On the power of incumbency alone, one would have expected John Bel Edwards to do far worse than Mary Landrieu. Instead, he out-performed her, especially in parishes where he had the active support of sheriffs, who had effectively sat out the U.S. Senate race.

In conservative Lincoln Parish, Cassidy beat Landrieu 7187 votes to 4874, 60% to 40%. In contrast, Edwards bested Vitter 53.1% to 46.9%. The Democrat won 4,985 votes to Vitter’s 4,402 in this GOP-leaning Parish.

Gary Bennett, the retired sheriff of West Carroll Parish, who had noted that the vote to endorse Edwards was “overwhelming,” also swung into action. In West Carroll in December 2014, Cassidy won 2,422 votes to Mary Landrieu’s 582, 81% to 19%. In contrast, Vitter won West Carroll, but by a far reduced margin, 64.7% to 35.3% or 1,560 to 821.

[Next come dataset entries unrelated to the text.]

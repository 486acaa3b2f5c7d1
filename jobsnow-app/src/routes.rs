use shared_types::{AuthSession, UserKind};
use uuid::Uuid;

use crate::error::ServiceError;
use crate::integrations::DataService;

#[derive(Debug, Clone, Copy, PartialEq, Eq)]
pub enum Route {
    Home,
    Login,
    Register,
    Dashboard,
    Jobs,
    Companies,
    About,
    CompleteProfile,
    ResetPassword,
    NotFound,
}

impl Route {
    pub const ALL: [Route; 9] = [
        Route::Home,
        Route::Login,
        Route::Register,
        Route::Dashboard,
        Route::Jobs,
        Route::Companies,
        Route::About,
        Route::CompleteProfile,
        Route::ResetPassword,
    ];

    pub fn path(&self) -> &'static str {
        match self {
            Route::Home => "/",
            Route::Login => "/login",
            Route::Register => "/registro",
            Route::Dashboard => "/dashboard",
            Route::Jobs => "/vagas",
            Route::Companies => "/empresas",
            Route::About => "/sobre",
            Route::CompleteProfile => "/complete-profile",
            Route::ResetPassword => "/reset-password",
            Route::NotFound => "*",
        }
    }

    /// Query string and trailing slash are ignored; anything unknown is
    /// [`Route::NotFound`].
    pub fn from_path(path: &str) -> Route {
        let path = path.split(['?', '#']).next().unwrap_or_default();
        let path = match path.trim_end_matches('/') {
            "" => "/",
            trimmed => trimmed,
        };
        Route::ALL
            .iter()
            .find(|route| route.path() == path)
            .copied()
            .unwrap_or(Route::NotFound)
    }
}

impl std::fmt::Display for Route {
    fn fmt(&self, f: &mut std::fmt::Formatter<'_>) -> std::fmt::Result {
        write!(f, "{}", self.path())
    }
}

#[derive(Debug, Clone, Copy, PartialEq, Eq)]
pub enum DashboardAccess {
    Redirect(Route),
    Allow(UserKind),
}

#[derive(Debug, Clone, Copy, PartialEq, Eq)]
pub enum CompleteProfileAccess {
    Redirect(Route),
    /// Show the onboarding flow for this kind. `None` when neither the account
    /// row nor the identity metadata names one.
    Onboard(Option<UserKind>),
}

/// Account kind from `profiles`, `Ok(None)` when the row does not exist.
async fn account_kind(data: &dyn DataService, id: Uuid) -> Result<Option<UserKind>, ServiceError> {
    match data.fetch_account(id).await {
        Ok(account) => Ok(Some(account.user_kind)),
        Err(e) if e.is_no_rows() => Ok(None),
        Err(e) => Err(e),
    }
}

/// A missing profile row counts as incomplete.
async fn is_profile_complete(data: &dyn DataService, kind: UserKind, id: Uuid) -> bool {
    let result = match kind {
        UserKind::Candidate => data
            .fetch_candidate_profile(id)
            .await
            .map(|profile| profile.is_profile_complete),
        UserKind::Company => data
            .fetch_company_profile(id)
            .await
            .map(|profile| profile.is_profile_complete),
    };
    match result {
        Ok(complete) => complete,
        Err(e) => {
            if !e.is_no_rows() {
                tracing::warn!("Error checking {} profile {}: {}", kind, id, e);
            }
            false
        }
    }
}

pub async fn dashboard_guard(
    data: &dyn DataService,
    session: Option<&AuthSession>,
) -> DashboardAccess {
    let Some(session) = session else {
        return DashboardAccess::Redirect(Route::Login);
    };
    let id = session.user.id;

    match account_kind(data, id).await {
        Err(e) => {
            tracing::error!("Error fetching profile: {}", e);
            DashboardAccess::Redirect(Route::Login)
        }
        Ok(None) => DashboardAccess::Redirect(Route::CompleteProfile),
        Ok(Some(kind)) => {
            if is_profile_complete(data, kind, id).await {
                DashboardAccess::Allow(kind)
            } else {
                DashboardAccess::Redirect(Route::CompleteProfile)
            }
        }
    }
}

pub async fn complete_profile_guard(
    data: &dyn DataService,
    session: Option<&AuthSession>,
) -> CompleteProfileAccess {
    let Some(session) = session else {
        return CompleteProfileAccess::Redirect(Route::Login);
    };
    let id = session.user.id;

    match account_kind(data, id).await {
        Err(e) => {
            tracing::error!("Error fetching profile: {}", e);
            CompleteProfileAccess::Redirect(Route::Login)
        }
        Ok(None) => CompleteProfileAccess::Onboard(session.user.user_kind()),
        Ok(Some(kind)) => {
            if is_profile_complete(data, kind, id).await {
                CompleteProfileAccess::Redirect(Route::Dashboard)
            } else {
                CompleteProfileAccess::Onboard(Some(kind))
            }
        }
    }
}

#[cfg(test)]
mod tests {
    use super::*;
    use crate::database::test_database;
    use crate::integrations::local::LocalBackend;
    use crate::integrations::{IdentityService, SignUpRequest};
    use shared_types::{CandidateProfileUpsert, UserMetadata};

    #[test]
    fn test_paths_resolve_both_ways() {
        for route in Route::ALL {
            assert_eq!(Route::from_path(route.path()), route);
        }
        assert_eq!(Route::from_path("/dashboard?user_type=company"), Route::Dashboard);
        assert_eq!(Route::from_path("/vagas/"), Route::Jobs);
        assert_eq!(Route::from_path(""), Route::Home);
        assert_eq!(Route::from_path("/jobs"), Route::NotFound);
    }

    async fn signed_in_candidate(backend: &LocalBackend) -> AuthSession {
        let request = SignUpRequest {
            email: "maria@example.com".to_string(),
            password: "segredo123".to_string(),
            metadata: UserMetadata {
                user_type: UserKind::Candidate,
                full_name: Some("Maria Souza".to_string()),
                company_name: None,
                responsible_name: None,
            },
            redirect_to: "http://localhost:8080/dashboard".to_string(),
        };
        backend.sign_up(&request).await.unwrap();
        backend
            .sign_in_with_password("maria@example.com", "segredo123")
            .await
            .unwrap()
    }

    #[tokio::test]
    async fn test_guards_follow_profile_complete_flag() {
        let (_dir, db) = test_database();
        let backend = LocalBackend::new(db.async_connection.clone(), true);

        assert_eq!(
            dashboard_guard(&backend, None).await,
            DashboardAccess::Redirect(Route::Login)
        );
        assert_eq!(
            complete_profile_guard(&backend, None).await,
            CompleteProfileAccess::Redirect(Route::Login)
        );

        let session = signed_in_candidate(&backend).await;
        assert_eq!(
            dashboard_guard(&backend, Some(&session)).await,
            DashboardAccess::Redirect(Route::CompleteProfile)
        );
        assert_eq!(
            complete_profile_guard(&backend, Some(&session)).await,
            CompleteProfileAccess::Onboard(Some(UserKind::Candidate))
        );

        backend
            .upsert_candidate_profile(&CandidateProfileUpsert {
                id: session.user.id,
                is_profile_complete: Some(true),
                ..Default::default()
            })
            .await
            .unwrap();

        assert_eq!(
            dashboard_guard(&backend, Some(&session)).await,
            DashboardAccess::Allow(UserKind::Candidate)
        );
        assert_eq!(
            complete_profile_guard(&backend, Some(&session)).await,
            CompleteProfileAccess::Redirect(Route::Dashboard)
        );
    }

    #[tokio::test]
    async fn test_missing_account_goes_to_onboarding() {
        let (_dir, db) = test_database();
        let backend = LocalBackend::new(db.async_connection.clone(), true);
        let session = signed_in_candidate(&backend).await;

        let mut ghost = session.clone();
        ghost.user.id = Uuid::new_v4();
        ghost.user.user_metadata = serde_json::json!({ "user_type": "company" });

        assert_eq!(
            dashboard_guard(&backend, Some(&ghost)).await,
            DashboardAccess::Redirect(Route::CompleteProfile)
        );
        assert_eq!(
            complete_profile_guard(&backend, Some(&ghost)).await,
            CompleteProfileAccess::Onboard(Some(UserKind::Company))
        );
    }
}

Mary Landrieu had won Assumption Parish, but only by the narrowest of margins, prevailing by just 88 votes. In contrast, after Assumption Parish Sheriff Mike Waguespack declared, “Integrity and character is what I see in John Bel Edwards,” Edwards beat Vitter 63.9 to 36.1 or 4,132 to 2,332.

One would expect a Democrat to do better in Orleans, but David Vitter grew up in Broadmoor, and has always had a strong core vote in the city of his birth. It made no difference when Marlin Gusman began to echo Edwards that Vitter was “Nixonian.”

Native New Orleans daughter Mary Landrieu beat Baton Rouge local Bill Cassidy with 84% of the vote on December 6, 2014. Yet, John Bel Edwards even improved on that result. He won 86.5% of the vote to Vitter’s 13.5%.

The worst flip was in Vitter’s home parish of Jefferson. Republican Sheriff Newell Norman ran commercials for John Bel Edwards saying his decision was based on the lack of character of David Vitter.

Mary Landrieu had won Jefferson in each of her previous elections until 2014. The Jeffersonians voted for her as if she were a native daughter of their parish, until last year when Cassidy carried Jefferson Parish, 53% to 47%.

Reacting, pundits at the time surmised that GOP-leaning Jefferson Parish would henceforth opt for a Republican in all future elections. Last week’s runoff saw Republican David Vitter lose to Edwards, 50.6% to 49.4%.

The reason why can be seen in Vitter’s old State Representative District in Old Metairie.

The area not only launched his career, it provided the base of his turnout to defeat Dave Treen to win a seat in the U.S. House of Representatives.

Admittedly, in the primary, when Norman was supporting Jay Dardenne, and the Sheriffs Association was staying out of the race, Vitter still did badly in Old Metairie proportionately, but so did Edwards. In October, in the silk stocking precincts of 101 and 102, locations near Metairie Country Club, Vitter only earned 49% and 41% of the vote, respectively. He barely crossed the majority threshold along Northline’s precinct 103 with 53% of the vote.

Here is the important part, Dardenne and Angelle got 36% there, and Edwards just 11%, to demonstrate 103’s partisan leanings. In theory, the supporters of those other GOP candidates should have come home to Vitter, a known quality, in the runoff. They did not. Edwards had improved his totals to 28% in Precinct 103, from October to November. The Democrat went from 11% to 34% in 101, between the primary and the runoff, and jumped from 26% to a stunning 45% in 102.

In the primary, in precincts 90 and 91, around Codifer and Brockenbraugh Streets, Vitter earned 49% and 47% to Angelle and Dardenne’s collective 32% and 36%. In October, Edwards won just 16% in both. Last week however, the Democrat earned 31% in Precinct 90 and 36% in Precinct 91. At Norman’s urging, many Angelle and Dardenne voters voter for Edwards over Vitter, in the neighborhood who knew the Senator best.

Put another way, David Vitter generally earned in the runoff—as the only Republican on the ballot in Old Metairie—what John Young earned against fellow Republican Billy Nungesser in these precincts in the PRIMARY. Young, also an Old Metairian, earned 60% of the vote in his worst precinct there with another GOP candidate in the race, and over 75% in most of that neighborhood’s polling stations. Such was the impact when the Sheriff said not to vote for the native son.